Stored data entries:
╔══

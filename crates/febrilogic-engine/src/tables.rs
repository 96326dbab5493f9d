//! Static reference tables: symptom weights and pooled biomarker statistics.
//!
//! Both are built once from an external source and never mutated. Every
//! derived view (e.g. excluding diseases a patient tested negative for) is a
//! new table.

use std::collections::{BTreeSet, HashMap};

use febrilogic_common::entities::{disease_key, display_name};
use febrilogic_common::{FebrilogicError, Result};
use serde::{Deserialize, Serialize};

// ── Symptom weights ─────────────────────────────────────────────────────────

/// Symptom weights for one disease.
#[derive(Debug, Clone, PartialEq, Serialize, Deserialize)]
pub struct DiseaseSymptomProfile {
    name: String,
    weights: HashMap<String, f64>,
}

impl DiseaseSymptomProfile {
    /// `name` is normalised to display form ("dengue fever" → "Dengue Fever").
    pub fn new<I, S>(name: &str, weights: I) -> Self
    where
        I: IntoIterator<Item = (S, f64)>,
        S: Into<String>,
    {
        Self {
            name: display_name(name),
            weights: weights.into_iter().map(|(s, w)| (s.into(), w)).collect(),
        }
    }

    pub fn name(&self) -> &str {
        &self.name
    }

    pub fn weight(&self, symptom: &str) -> Option<f64> {
        self.weights.get(symptom).copied()
    }

    /// Weight lookup that treats a missing cell as a data-integrity failure.
    pub fn require_weight(&self, symptom: &str) -> Result<f64> {
        self.weight(symptom).ok_or_else(|| FebrilogicError::MalformedProfile {
            disease: self.name.clone(),
            symptom: symptom.to_string(),
        })
    }
}

/// Disease → symptom → weight, with a table-wide ordered symptom vocabulary.
#[derive(Debug, Clone, Default, PartialEq, Serialize, Deserialize)]
pub struct SymptomWeightTable {
    symptoms: Vec<String>,
    profiles: Vec<DiseaseSymptomProfile>,
}

impl SymptomWeightTable {
    /// Build a table. Profiles are not checked against the vocabulary here;
    /// call [`validate`](Self::validate) or let the scorer report gaps.
    pub fn new(symptoms: Vec<String>, profiles: Vec<DiseaseSymptomProfile>) -> Self {
        Self { symptoms, profiles }
    }

    /// Symptom vocabulary in column order.
    pub fn symptoms(&self) -> &[String] {
        &self.symptoms
    }

    /// Disease profiles in table order.
    pub fn profiles(&self) -> &[DiseaseSymptomProfile] {
        &self.profiles
    }

    pub fn disease_names(&self) -> Vec<String> {
        self.profiles.iter().map(|p| p.name.clone()).collect()
    }

    pub fn len(&self) -> usize {
        self.profiles.len()
    }

    pub fn is_empty(&self) -> bool {
        self.profiles.is_empty()
    }

    /// First (disease, symptom) pair lacking a weight, as `MalformedProfile`.
    pub fn validate(&self) -> Result<()> {
        for profile in &self.profiles {
            for symptom in &self.symptoms {
                profile.require_weight(symptom)?;
            }
        }
        Ok(())
    }

    /// New table without the named diseases (case-insensitive), order preserved.
    pub fn without_diseases<S: AsRef<str>>(&self, excluded: &[S]) -> Self {
        let excluded: BTreeSet<String> = excluded.iter().map(|d| disease_key(d.as_ref())).collect();
        Self {
            symptoms: self.symptoms.clone(),
            profiles: self
                .profiles
                .iter()
                .filter(|p| !excluded.contains(&disease_key(&p.name)))
                .cloned()
                .collect(),
        }
    }
}

// ── Biomarker statistics ────────────────────────────────────────────────────

/// Pooled Gaussian parameters for one (disease, biomarker) pair.
/// Either half may be missing in the source data.
#[derive(Debug, Clone, Copy, Default, PartialEq, Serialize, Deserialize)]
pub struct BiomarkerStats {
    pub mean: Option<f64>,
    pub sd: Option<f64>,
}

impl BiomarkerStats {
    pub fn new(mean: f64, sd: f64) -> Self {
        Self {
            mean: Some(mean),
            sd: Some(sd),
        }
    }

    pub fn missing() -> Self {
        Self::default()
    }

    /// Usable parameters: both present, finite, and `sd > 0`.
    pub fn params(&self) -> Option<(f64, f64)> {
        match (self.mean, self.sd) {
            (Some(mean), Some(sd)) if mean.is_finite() && sd.is_finite() && sd > 0.0 => Some((mean, sd)),
            _ => None,
        }
    }
}

/// Biomarker statistics for one disease (or severity variant) row.
#[derive(Debug, Clone, PartialEq, Serialize, Deserialize)]
pub struct BiomarkerProfile {
    disease: String,
    stats: HashMap<String, BiomarkerStats>,
}

impl BiomarkerProfile {
    /// `disease` is trimmed but keeps its case (rows are keyed by severity
    /// variant names such as "dengue fever severe").
    pub fn new<I, S>(disease: &str, stats: I) -> Self
    where
        I: IntoIterator<Item = (S, BiomarkerStats)>,
        S: Into<String>,
    {
        Self {
            disease: disease.trim().to_string(),
            stats: stats.into_iter().map(|(b, s)| (b.into(), s)).collect(),
        }
    }

    pub fn disease(&self) -> &str {
        &self.disease
    }

    /// Stats for a biomarker; a biomarker the row has no column for is `missing()`.
    pub fn stats(&self, biomarker: &str) -> BiomarkerStats {
        self.stats.get(biomarker).copied().unwrap_or_default()
    }
}

/// Disease → biomarker → (pooled mean, pooled sd).
#[derive(Debug, Clone, Default, PartialEq, Serialize, Deserialize)]
pub struct BiomarkerTable {
    biomarkers: Vec<String>,
    rows: Vec<BiomarkerProfile>,
    #[serde(skip)]
    index: HashMap<String, usize>,
}

impl BiomarkerTable {
    /// Build a table. The biomarker list is sorted and de-duplicated; when two
    /// rows name the same disease, lookups resolve to the first.
    pub fn new(biomarkers: Vec<String>, rows: Vec<BiomarkerProfile>) -> Self {
        let biomarkers: Vec<String> = biomarkers.into_iter().collect::<BTreeSet<_>>().into_iter().collect();
        let mut index = HashMap::with_capacity(rows.len());
        for (i, row) in rows.iter().enumerate() {
            index.entry(disease_key(&row.disease)).or_insert(i);
        }
        Self { biomarkers, rows, index }
    }

    /// Biomarker identifiers in lexicographic order.
    pub fn biomarkers(&self) -> &[String] {
        &self.biomarkers
    }

    pub fn rows(&self) -> &[BiomarkerProfile] {
        &self.rows
    }

    /// Row for a disease, matched case-insensitively on the trimmed name.
    pub fn profile(&self, disease: &str) -> Option<&BiomarkerProfile> {
        match self.index.get(&disease_key(disease)) {
            Some(&i) => self.rows.get(i),
            // tables rebuilt by deserialisation carry no index
            None if self.index.is_empty() => {
                let key = disease_key(disease);
                self.rows.iter().find(|r| disease_key(&r.disease) == key)
            }
            None => None,
        }
    }

    /// Global data-quality gate: a biomarker is unusable when every row lacks
    /// a mean, or every row lacks a standard deviation.
    pub fn has_usable_stats(&self, biomarker: &str) -> bool {
        let any_mean = self.rows.iter().any(|r| r.stats(biomarker).mean.is_some_and(|m| !m.is_nan()));
        let any_sd = self.rows.iter().any(|r| r.stats(biomarker).sd.is_some_and(|s| !s.is_nan()));
        any_mean && any_sd
    }
}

╚══

YOUR INSTRUCTIONS
All lines with the word "BTreeSet" are needed; pull them from the entries and copy each.

RESULT
use std::collections::{BTreeSet, HashMap};
        let excluded: BTreeSet<String> = excluded.iter().map(|d| disease_key(d.as_ref())).collect();
        let biomarkers: Vec<String> = biomarkers.into_iter().collect::<BTreeSet<_>>().into_iter().collect();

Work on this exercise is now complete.